START Entries provided
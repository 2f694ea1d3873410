//! HTTP view onto the recorder: latest stills, a camera list and a small
//! dashboard page.

use actix_web::dev::Server;
use actix_web::{web, App, HttpServer};
use lookout_common::StillSource;
use std::sync::Arc;

pub mod api;

/// Binds the viewer on `host:port`. The returned server must be awaited (or
/// spawned) to start serving.
pub fn build_server(source: Arc<dyn StillSource>, host: &str, port: u16) -> std::io::Result<Server> {
    let source: web::Data<dyn StillSource> = web::Data::from(source);

    let server = HttpServer::new(move || App::new().app_data(source.clone()).configure(api::configure))
        .workers(2)
        .bind((host.to_string(), port))?
        .run();

    tracing::info!("Viewer listening on {}:{}", host, port);
    Ok(server)
}
pub mod types;
pub mod utils;

pub use types::{CameraSummary, Still, StillSource};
END Entries provided
# Task goal
Retype word for word the line above with "pub mod api;" and all lines after it, nothing else.

# Exercise solution
pub mod api;

/// Binds the viewer on `host:port`. The returned server must be awaited (or
/// spawned) to start serving.
pub fn build_server(source: Arc<dyn StillSource>, host: &str, port: u16) -> std::io::Result<Server> {
    let source: web::Data<dyn StillSource> = web::Data::from(source);

    let server = HttpServer::new(move || App::new().app_data(source.clone()).configure(api::configure))
        .workers(2)
        .bind((host.to_string(), port))?
        .run();

    tracing::info!("Viewer listening on {}:{}", host, port);
    Ok(server)
}
pub mod types;
pub mod utils;

pub use types::{CameraSummary, Still, StillSource};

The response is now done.